Waste Not, Want Not
Mayor unveils plans to turn London's food waste into eco-fuel
Mayor of London, Boris Johnson, has launched a major initiative to convert the capital’s food waste into eco-fuel to cut landfill rates and carbon emissions.
Every year, London produces a nearly three million tonnes of organic waste, mainly from food. Nearly two thirds of this waste is currently burnt in incinerators or buried in landfill, which produces potent climate change gases.
Launched at a major waste industry conference, the Mayor’s ‘Foodwaste to Fuel Alliance’ will bring together developers, food producers, energy companies and others key parties to provide the new infrastructure needed in London to extract the fuel from the capital’s leftover food. This will act as an alternative to fossil fuels to produce a greener energy to heat and power homes and power public transport and other vehicles.
The Mayor wants the Alliance, supported by London’s Waste and Recycling Board, to deliver five exemplar new ‘bio-fuel’ plants in the capital by 2012. This could include the development of anaerobic digestion plants to produce renewable energy, bio-diesel refineries, (bio-diesel is a renewable transport fuel made from cooking oil to fuel buses, taxis and minicabs), hydrogen from waste or the use of compost material for the city’s allotments.
Boris Johnson, said, "London is currently throwing away valuable food waste that could be used instead to produce an eco-fuel for businesses and homes. Whilst we can all take steps to throw less food away in the first place, it is extraordinary that we are losing this resource by simply chucking it out."
BAA and Sainsbury's are working with the Mayor to investigate the possibility of developing anaerobic digestion facilities in and around London. Heathrow airport produces around 8,000 tonnes of food waste each year and BAA is keen to investigate whether it is feasible to convert this into bio-gas to generate low carbon energy or as a fuel for vehicles. Sainsbury's is keen to help deliver an anaerobic digestion plant in the London area, as part of a planned wider portfolio of waste facilities that will help the company deliver its ‘zero waste to landfill’ goal.

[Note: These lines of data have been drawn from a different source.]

// Copyright (c) 2025 Felix Kahle.
//
// Permission is hereby granted, free of charge, to any person obtaining
// a copy of this software and associated documentation files (the
// "Software"), to deal in the Software without restriction, including
// without limitation the rights to use, copy, modify, merge, publish,
// distribute, sublicense, and/or sell copies of the Software, and to
// permit persons to whom the Software is furnished to do so, subject to
// the following conditions:
//
// The above copyright notice and this permission notice shall be
// included in all copies or substantial portions of the Software.
//
// THE SOFTWARE IS PROVIDED "AS IS", WITHOUT WARRANTY OF ANY KIND,
// EXPRESS OR IMPLIED, INCLUDING BUT NOT LIMITED TO THE WARRANTIES OF
// MERCHANTABILITY, FITNESS FOR A PARTICULAR PURPOSE AND
// NONINFRINGEMENT. IN NO EVENT SHALL THE AUTHORS OR COPYRIGHT HOLDERS BE
// LIABLE FOR ANY CLAIM, DAMAGES OR OTHER LIABILITY, WHETHER IN AN ACTION
// OF CONTRACT, TORT OR OTHERWISE, ARISING FROM, OUT OF OR IN CONNECTION
// WITH THE SOFTWARE OR THE USE OR OTHER DEALINGS IN THE SOFTWARE.

//! Construction errors for resource allocation snapshots.
//!
//! A `ResourceState` is validated once, when it is built. Every failure names
//! the offending cell so the caller can point at the broken input directly;
//! none of these errors can surface later from the safety check itself.

use crate::index::{ProcessIndex, ResourceIndex};

/// Identifies one of the vectors or matrices a snapshot is built from.
#[derive(Debug, Clone, Copy, PartialEq, Eq, Hash)]
pub enum Matrix {
    /// The per-resource vector of unassigned units.
    Available,
    /// The process × resource matrix of held units.
    Assigned,
    /// The process × resource matrix of remaining requests.
    Need,
    /// The process × resource matrix of maximum claims.
    TotalDemand,
}

impl std::fmt::Display for Matrix {
    fn fmt(&self, f: &mut std::fmt::Formatter<'_>) -> std::fmt::Result {
        match self {
            Matrix::Available => write!(f, "available"),
            Matrix::Assigned => write!(f, "assigned"),
            Matrix::Need => write!(f, "need"),
            Matrix::TotalDemand => write!(f, "total demand"),
        }
    }
}

/// Details about an input whose shape does not match the snapshot dimensions.
#[derive(Debug, Clone, Copy, PartialEq, Eq)]
pub struct DimensionMismatch {
    /// The input with the wrong shape.
    pub matrix: Matrix,
    /// The offending row, or `None` when the number of rows is wrong.
    pub row: Option<ProcessIndex>,
    /// The expected length.
    pub expected: usize,
    /// The length actually supplied.
    pub actual: usize,
}

impl std::fmt::Display for DimensionMismatch {
    fn fmt(&self, f: &mut std::fmt::Formatter<'_>) -> std::fmt::Result {
        match self.row {
            Some(row) => write!(
                f,
                "{} row {} has {} entries, expected {}",
                self.matrix, row, self.actual, self.expected
            ),
            None => write!(
                f,
                "{} has {} rows, expected {}",
                self.matrix, self.actual, self.expected
            ),
        }
    }
}

impl std::error::Error for DimensionMismatch {}

/// The error type for building a `ResourceState`.
#[derive(Debug, Clone, PartialEq, Eq)]
pub enum InvalidStateError<T> {
    /// An input vector or matrix has the wrong shape.
    DimensionMismatch(DimensionMismatch),
    /// A resource has a negative number of unassigned units.
    NegativeAvailable { resource: ResourceIndex, value: T },
    /// A process holds a negative number of units.
    NegativeAssigned {
        process: ProcessIndex,
        resource: ResourceIndex,
        value: T,
    },
    /// A supplied or derived need is negative, i.e. a process holds more
    /// than its total demand.
    NegativeNeed {
        process: ProcessIndex,
        resource: ResourceIndex,
        value: T,
    },
    /// `total_demand - assigned` does not fit into the quantity type.
    NeedOverflow {
        process: ProcessIndex,
        resource: ResourceIndex,
        total_demand: T,
        assigned: T,
    },
}

impl<T> std::fmt::Display for InvalidStateError<T>
where
    T: std::fmt::Display,
{
    fn fmt(&self, f: &mut std::fmt::Formatter<'_>) -> std::fmt::Result {
        match self {
            Self::DimensionMismatch(e) => write!(f, "Dimension mismatch: {}", e),
            Self::NegativeAvailable { resource, value } => {
                write!(f, "Available units of {} are negative ({})", resource, value)
            }
            Self::NegativeAssigned {
                process,
                resource,
                value,
            } => write!(
                f,
                "Process {} holds a negative amount of {} ({})",
                process, resource, value
            ),
            Self::NegativeNeed {
                process,
                resource,
                value,
            } => write!(
                f,
                "Process {} has a negative need for {} ({})",
                process, resource, value
            ),
            Self::NeedOverflow {
                process,
                resource,
                total_demand,
                assigned,
            } => write!(
                f,
                "Need of process {} for {} overflows: total demand {} minus assigned {}",
                process, resource, total_demand, assigned
            ),
        }
    }
}

impl<T> std::error::Error for InvalidStateError<T> where T: std::fmt::Debug + std::fmt::Display {}

impl<T> From<DimensionMismatch> for InvalidStateError<T> {
    fn from(e: DimensionMismatch) -> Self {
        Self::DimensionMismatch(e)
    }
}

#[cfg(test)]
mod tests {
    use super::*;

    #[test]
    fn test_dimension_mismatch_display_names_row() {
        let e = DimensionMismatch {
            matrix: Matrix::Need,
            row: Some(ProcessIndex::new(2)),
            expected: 3,
            actual: 4,
        };
        assert_eq!(format!("{}", e), "need row P2 has 4 entries, expected 3");
    }

    #[test]
    fn test_dimension_mismatch_display_rows() {
        let e = DimensionMismatch {
            matrix: Matrix::TotalDemand,
            row: None,
            expected: 5,
            actual: 1,
        };
        assert_eq!(format!("{}", e), "total demand has 1 rows, expected 5");
    }

    #[test]
    fn test_invalid_state_error_display() {
        let e = InvalidStateError::NegativeNeed {
            process: ProcessIndex::new(1),
            resource: ResourceIndex::new(0),
            value: -2_i64,
        };
        assert_eq!(format!("{}", e), "Process P1 has a negative need for R0 (-2)");
    }

    #[test]
    fn test_from_dimension_mismatch() {
        let d = DimensionMismatch {
            matrix: Matrix::Available,
            row: None,
            expected: 1,
            actual: 0,
        };
        let e: InvalidStateError<i64> = d.into();
        assert!(matches!(e, InvalidStateError::DimensionMismatch(_)));
    }
}
// Copyright (c) 2025 Felix Kahle.
//
// Permission is hereby granted, free of charge, to any person obtaining
// a copy of this software and associated documentation files (the
// "Software"), to deal in the Software without restriction, including
// without limitation the rights to use, copy, modify, merge, publish,
// distribute, sublicense, and/or sell copies of the Software, and to
// permit persons to whom the Software is furnished to do so, subject to
// the following conditions:
//
// The above copyright notice and this permission notice shall be
// included in all copies or substantial portions of the Software.
//
// THE SOFTWARE IS PROVIDED "AS IS", WITHOUT WARRANTY OF ANY KIND,
// EXPRESS OR IMPLIED, INCLUDING BUT NOT LIMITED TO THE WARRANTIES OF
// MERCHANTABILITY, FITNESS FOR A PARTICULAR PURPOSE AND
// NONINFRINGEMENT. IN NO EVENT SHALL THE AUTHORS OR COPYRIGHT HOLDERS BE
// LIABLE FOR ANY CLAIM, DAMAGES OR OTHER LIABILITY, WHETHER IN AN ACTION
// OF CONTRACT, TORT OR OTHERWISE, ARISING FROM, OUT OF OR IN CONNECTION
// WITH THE SOFTWARE OR THE USE OR OTHER DEALINGS IN THE SOFTWARE.

//! Monitoring utilities for safety evaluations
//!
//! Defines the `SafetyMonitor` trait plus lightweight implementations to
//! trace and time the checker without touching the scan itself.
//!
//! Components
//! - `safety_monitor`: the monitoring interface and block reasons.
//! - `composite`: fan‑out monitor in insertion order.
//! - `log`: `[DEBUG]` per-visit trace.
//! - `no_op`: zero‑overhead placeholder.
//! - `time`: wall-clock timing of one evaluation.
//!
//! Notes
//! - Callbacks take `&mut self`; keep handlers fast and non‑blocking.

pub mod composite;
pub mod log;
pub mod no_op;
pub mod safety_monitor;
pub mod time;
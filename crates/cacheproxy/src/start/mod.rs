use std::net::{Ipv4Addr, SocketAddr};
use std::sync::Arc;

use anyhow::{Context, Result, bail};
use bytes::Bytes;
use mea::waitgroup::WaitGroup;
use smol::{
    future,
    io::{AsyncReadExt, BufReader},
    net::{TcpListener, TcpStream},
};
use socket2::{Domain, Protocol, Socket, Type};

use crate::cache::{MAX_OBJECT_SIZE, ObjectCache};
use crate::http::{RequestLine, RequestTarget, build_request_header};
use crate::init::shutdown::GracefulShutdown;
use crate::io::{self, MAX_LINE};
use crate::upstream;

const LISTEN_BACKLOG: i32 = 1024;

/// Binds the client-facing listener on `INADDR_ANY:port`.
pub fn bind_listener(port: u16) -> Result<TcpListener> {
    let addr = SocketAddr::from((Ipv4Addr::UNSPECIFIED, port));
    let socket = Socket::new(Domain::IPV4, Type::STREAM, Some(Protocol::TCP))?;
    socket.set_reuse_address(true)?;
    socket.bind(&addr.into())?;
    socket.listen(LISTEN_BACKLOG)?;
    Ok(TcpListener::try_from(std::net::TcpListener::from(socket))?)
}

/// Accept loop. Spawns one detached worker per accepted connection; the
/// worker owns its client stream from accept to close and shares nothing
/// with its siblings but the cache.
pub async fn serve(
    listener: TcpListener,
    cache: Arc<ObjectCache>,
    shutdown: &GracefulShutdown,
) -> Result<()> {
    let workers = WaitGroup::new();
    loop {
        match accept_or_shutdown(&listener, shutdown).await {
            Ok(Some((stream, peer))) => {
                log::debug!("accepted connection from {peer}");
                let cache = cache.clone();
                let guard = workers.clone();
                smol::spawn(async move {
                    let _guard = guard;
                    if let Err(err) = handle_client(stream, peer, &cache).await {
                        log::warn!("peer={peer} request dropped: {err:#}");
                    }
                })
                .detach();
            }
            Ok(None) => break,
            Err(err) if is_transient_accept_error(&err) => {
                log::warn!("accept failed, retrying: {err}");
            }
            Err(err) => return Err(err).context("accept failed"),
        }
    }
    workers.await;
    Ok(())
}

async fn accept_or_shutdown(
    listener: &TcpListener,
    shutdown: &GracefulShutdown,
) -> std::io::Result<Option<(TcpStream, SocketAddr)>> {
    let accept = async { listener.accept().await.map(Some) };
    let stop = async {
        shutdown.wait_shutting_down().await;
        Ok(None)
    };
    future::or(accept, stop).await
}

/// Accept errors that reflect a transient network condition rather than a
/// broken listener; the dispatcher logs these and keeps accepting.
fn is_transient_accept_error(err: &std::io::Error) -> bool {
    use std::io::ErrorKind;
    matches!(
        err.kind(),
        ErrorKind::NetworkDown
            | ErrorKind::NetworkUnreachable
            | ErrorKind::HostUnreachable
            | ErrorKind::Unsupported
    )
}

/// Runs the request pipeline for one client connection. Any failure drops
/// the request: every descriptor owned here closes on return and nothing
/// is written back to the client.
async fn handle_client(mut stream: TcpStream, peer: SocketAddr, cache: &ObjectCache) -> Result<()> {
    let mut reader = BufReader::new(stream.clone());

    let mut line = Vec::with_capacity(MAX_LINE);
    let n = io::read_line(&mut reader, &mut line)
        .await
        .context("read request line")?;
    if n == 0 {
        bail!("no usable request line");
    }
    let request: RequestLine = std::str::from_utf8(&line)
        .context("request line is not valid UTF-8")?
        .parse()?;
    log::info!("peer={peer} {} {}", request.method, request.uri);
    if !request.is_get() {
        bail!("method {:?} is not supported", request.method);
    }

    if let Some(cached) = cache.lookup(&request.uri).await {
        log::debug!("peer={peer} cache hit ({} bytes)", cached.len());
        io::write_all(&mut stream, &cached)
            .await
            .context("write cached response to client")?;
        return Ok(());
    }
    log::debug!("peer={peer} cache miss");

    let target: RequestTarget = request.uri.parse()?;
    let header = build_request_header(&mut reader, &target)
        .await
        .context("rewrite request header")?;
    let mut origin = upstream::connect(&target.host, target.port)
        .await
        .context("open origin connection")?;
    io::write_all(&mut origin, &header)
        .await
        .context("write request header to origin")?;

    relay(&mut origin, &mut stream, &request.uri, cache, peer).await
}

/// Streams the origin response to the client, staging up to
/// [`MAX_OBJECT_SIZE`] bytes for admission once the origin closes cleanly.
async fn relay(
    origin: &mut TcpStream,
    client: &mut TcpStream,
    uri: &str,
    cache: &ObjectCache,
    peer: SocketAddr,
) -> Result<()> {
    let mut buf = vec![0u8; MAX_LINE];
    let mut staging = Vec::new();
    let mut received = 0usize;
    loop {
        let n = origin.read(&mut buf).await.context("read origin response")?;
        if n == 0 {
            break;
        }
        io::write_all(client, &buf[..n])
            .await
            .context("write response to client")?;
        if received + n <= MAX_OBJECT_SIZE {
            staging.extend_from_slice(&buf[..n]);
        } else if !staging.is_empty() {
            // Capture overran the object limit; the prefix is of no use.
            staging = Vec::new();
        }
        received += n;
    }
    if received > 0 && received <= MAX_OBJECT_SIZE {
        log::debug!("peer={peer} admitting {received} bytes for {uri}");
        cache.admit(uri, Bytes::from(staging)).await;
    } else if received > MAX_OBJECT_SIZE {
        log::debug!("peer={peer} response of {received} bytes exceeds the object limit, not cached");
    }
    Ok(())
}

Alison Austin, Sainsbury’s environment manager, said, "We began investing in waste to energy technology over a year ago. Progress has been so quick that by the end of this summer, all of the food waste from our 500 supermarkets around the country will be connected to our Zero Food Waste to Landfill network, meaning it will be diverted from landfill and used to generate electricity. We are pleased to see that many other companies are starting to follow our lead. Food waste is a valuable resource and if it is fully used, it can cut down on fossil fuel consumption as well as use of landfill."